This is a public Blog  publicRSS

Entry

    Simon Kilgarriff
    How Does Your Knowledge Base’s Power Measure Up?
    Entry posted March 13, 2018 by Simon KilgarriffPro, tagged Best Practices, Product / Product Release 
    580 Views, 26 Comments
    Title:
    How Does Your Knowledge Base’s Power Measure Up?
    Entry:

    They say knowledge is power. With power comes great responsibility, according to Spiderman’s uncle, and your Knowledge Base is no different. It has huge potential to create value for your customers and your organization, if you manage the responsibility well. Of course, that is where things get tricky—how do you know if you are managing your KB well and using its powers for good and not ill?

    Let’s take a look at where you can and should focus in determining you knowledge base’s performance.

    Your Knowledge Base is Tier 0

    It is easy to overlook the Knowledge Base as a key component to helping reduce costs and improve experience when there are other new, exciting components such as chatbots and AI are emerging.   

    Therefore, I always impress upon my customers early on that Knowledge Base is one of the most important things to get right. Why? Your Knowledge Base is effectively your “Tier 0” area for supporting and empowering your customers. Your Knowledge Base enables your customers get answers to their questions, when and where (syndicated widgets) they need it.

    If you look at your Knowledge Base as a member of your Support team, how many service requests is it resolving and deflecting every day?
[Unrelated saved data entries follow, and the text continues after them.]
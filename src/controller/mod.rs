// Search controller module.
// Provides the pagination state machine and the input debouncer.

pub mod debounce;
pub mod pagination;

pub use debounce::{DEFAULT_QUIET_PERIOD, Debouncer};
pub use pagination::SearchController;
How does that compare to the average number of service requests your agents are closing every day? Your Knowledge Base is, or should be, your superhero agent who frees up your Tier 1, 2 and 3 agents for more complex inquiries!

    In short, your Knowledge Base should be high priority and area of strategic investment. It isn’t just about having a knowledge base and sitting back. It is about getting customers to self-serve, agents to offer answers in their responses and contribute their expertise back into the Knowledge Base, and agents updated through knowledge.  As you can imagine, this can be quite a culture change.
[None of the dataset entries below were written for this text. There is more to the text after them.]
// Incremental search session state machine.
// One in-flight page fetch at a time; completions carry a generation
// tag so a superseded search can never corrupt the one that replaced
// it.

use std::sync::Arc;
use std::time::Duration;

use tokio::sync::mpsc::{self, UnboundedReceiver, UnboundedSender};
use tracing::{debug, info, warn};

use crate::consumer::SearchConsumer;
use crate::error::{FetchError, SearchError};
use crate::github::{Fetcher, PageResult, SearchKey, SearchSort, SearchTerms};

use super::debounce::Debouncer;

enum ControllerEvent {
    Completed {
        generation: u64,
        page: u32,
        outcome: Result<PageResult, FetchError>,
    },
    Start { epoch: u64, terms: SearchTerms },
}

/// Per-session bookkeeping. Replaced wholesale when a new search
/// starts; the generation identifies which session a completion
/// belongs to.
struct ControllerState {
    terms: SearchTerms,
    page: u32,
    loading: bool,
    exhausted: bool,
    total_fetched: usize,
    generation: u64,
}

impl ControllerState {
    fn new(terms: SearchTerms, generation: u64) -> Self {
        Self {
            terms,
            page: 1,
            loading: false,
            exhausted: false,
            total_fetched: 0,
            generation,
        }
    }

    fn key(&self) -> SearchKey {
        self.terms.key(self.page)
    }

    fn apply_page(&mut self, result: &PageResult) {
        self.loading = false;
        self.total_fetched += result.records.len();
        self.exhausted = result.is_last_page;
        if !result.is_last_page {
            self.page += 1;
        }
    }

    fn apply_failure(&mut self) {
        self.loading = false;
    }
}

/// Drives a paginated search session and feeds its consumer.
///
/// Fetches run on spawned tasks; their completions queue on a channel
/// owned here and only mutate state when the owner drains them, so the
/// consumer always observes batches in page order. Stale completions
/// from an earlier search are dropped on arrival.
pub struct SearchController<C> {
    fetcher: Arc<Fetcher>,
    consumer: C,
    state: Option<ControllerState>,
    generation: u64,
    // Stamped into debounced start requests; a direct start advances it
    // so requests armed before the direct one are dropped on drain.
    debounce_epoch: u64,
    last_error: Option<FetchError>,
    events_tx: UnboundedSender<ControllerEvent>,
    events_rx: UnboundedReceiver<ControllerEvent>,
    debouncer: Debouncer,
}

impl<C: SearchConsumer> SearchController<C> {
    pub fn new(fetcher: Arc<Fetcher>, consumer: C) -> Self {
        let (events_tx, events_rx) = mpsc::unbounded_channel();
        Self {
            fetcher,
            consumer,
            state: None,
            generation: 0,
            debounce_epoch: 0,
            last_error: None,
            events_tx,
            events_rx,
            debouncer: Debouncer::default(),
        }
    }

    /// Replace the debounce quiet period (default 300ms).
    pub fn with_debounce(mut self, quiet_period: Duration) -> Self {
        self.debouncer = Debouncer::new(quiet_period);
        self
    }

    /// Begin a fresh session and dispatch its first page. Any fetch
    /// still in flight for the previous session becomes stale, and any
    /// debounced start armed earlier is withdrawn: it must not fire
    /// over top of this newer, explicit one.
    pub fn start_search(
        &mut self,
        query: &str,
        sort: SearchSort,
        language: Option<&str>,
    ) -> Result<(), SearchError> {
        // Withdraw debounced input from before this call, whether its
        // quiet period is still running or its start is already queued.
        self.debouncer.cancel();
        self.debounce_epoch += 1;
        self.begin(SearchTerms::new(query, sort, language))
    }

    /// Like [`start_search`](Self::start_search), but waits out a quiet
    /// period first so keystroke bursts collapse into one search. The
    /// search starts when the owner next drains events; a direct start
    /// issued in the meantime withdraws it.
    pub fn debounced_start_search(&mut self, query: &str, sort: SearchSort, language: Option<&str>) {
        let terms = SearchTerms::new(query, sort, language);
        let epoch = self.debounce_epoch;
        let events = self.events_tx.clone();
        self.debouncer.trigger(move || {
            let _ = events.send(ControllerEvent::Start { epoch, terms });
        });
    }

    fn begin(&mut self, terms: SearchTerms) -> Result<(), SearchError> {
        if terms.query.is_empty() {
            return Err(SearchError::EmptyQuery);
        }

        self.generation += 1;
        info!(
            "starting search '{}' (sort: {}, language: {:?})",
            terms.query, terms.sort, terms.language
        );
        self.last_error = None;
        self.state = Some(ControllerState::new(terms, self.generation));
        self.load_more();
        Ok(())
    }

    /// Dispatch a fetch for the current page, typically as the rendered
    /// list nears its end. Returns false without dispatching when no
    /// session exists, a fetch is already in flight, or the session is
    /// exhausted.
    pub fn load_more(&mut self) -> bool {
        let Some(state) = self.state.as_mut() else {
            return false;
        };
        if state.loading || state.exhausted {
            return false;
        }

        state.loading = true;
        let key = state.key();
        let generation = state.generation;
        let page = state.page;

        self.consumer.on_loading_start();

        let fetcher = Arc::clone(&self.fetcher);
        let events = self.events_tx.clone();
        tokio::spawn(async move {
            let outcome = fetcher.fetch(&key).await;
            let _ = events.send(ControllerEvent::Completed {
                generation,
                page,
                outcome,
            });
        });
        true
    }

    /// Apply every event already queued, without waiting. Returns how
    /// many were applied.
    pub fn pump_events(&mut self) -> usize {
        let mut applied = 0;
        while let Ok(event) = self.events_rx.try_recv() {
            self.apply(event);
            applied += 1;
        }
        applied
    }

    /// Wait for the next event and apply it. Returns false only if the
    /// event channel closed.
    pub async fn drain_next(&mut self) -> bool {
        match self.events_rx.recv().await {
            Some(event) => {
                self.apply(event);
                true
            }
            None => false,
        }
    }

    fn apply(&mut self, event: ControllerEvent) {
        match event {
            ControllerEvent::Start { epoch, terms } => {
                if epoch != self.debounce_epoch {
                    debug!(
                        "discarding debounced start '{}' withdrawn by a direct search",
                        terms.query
                    );
                    return;
                }
                if let Err(err) = self.begin(terms) {
                    self.consumer.on_error(&err.to_string());
                }
            }
            ControllerEvent::Completed {
                generation,
                page,
                outcome,
            } => self.apply_completion(generation, page, outcome),
        }
    }

    fn apply_completion(
        &mut self,
        generation: u64,
        page: u32,
        outcome: Result<PageResult, FetchError>,
    ) {
        let Some(state) = self.state.as_mut() else {
            return;
        };
        if state.generation != generation {
            debug!("discarding stale page {} from a superseded search", page);
            return;
        }

        match outcome {
            Ok(result) => {
                debug!("applying page {}: {} records", page, result.records.len());
                self.consumer.on_batch(&result.records);
                state.apply_page(&result);
                if state.exhausted {
                    self.consumer.on_exhausted();
                }
            }
            Err(err) => {
                warn!("page {} failed: {}", page, err);
                state.apply_failure();
                let message = err.to_string();
                self.last_error = Some(err);
                self.consumer.on_error(&message);
            }
        }
    }

    pub fn is_loading(&self) -> bool {
        self.state.as_ref().is_some_and(|s| s.loading)
    }

    pub fn is_exhausted(&self) -> bool {
        self.state.as_ref().is_some_and(|s| s.exhausted)
    }

    /// Next page to request, once a session exists.
    pub fn current_page(&self) -> Option<u32> {
        self.state.as_ref().map(|s| s.page)
    }

    /// Records delivered to the consumer over the current session.
    pub fn total_fetched(&self) -> usize {
        self.state.as_ref().map_or(0, |s| s.total_fetched)
    }

    pub fn consumer(&self) -> &C {
        &self.consumer
    }

    pub fn consumer_mut(&mut self) -> &mut C {
        &mut self.consumer
    }

    /// The failure that ended the most recent fetch, if any. Cleared
    /// when a new search starts.
    pub fn take_last_error(&mut self) -> Option<FetchError> {
        self.last_error.take()
    }
}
    The Dilemma of Measuring Knowledge Base Success

    In consulting engagements, I’m often asked what a successful Knowledge Base looks like. The questions range from, “What sort of reduction in emails might we see?” or “What kind of deflection can we expect to see?” or “How do we resource our knowledge base? How do we justify resourcing for our knowledge base?” There aren’t straight forward answers to these questions.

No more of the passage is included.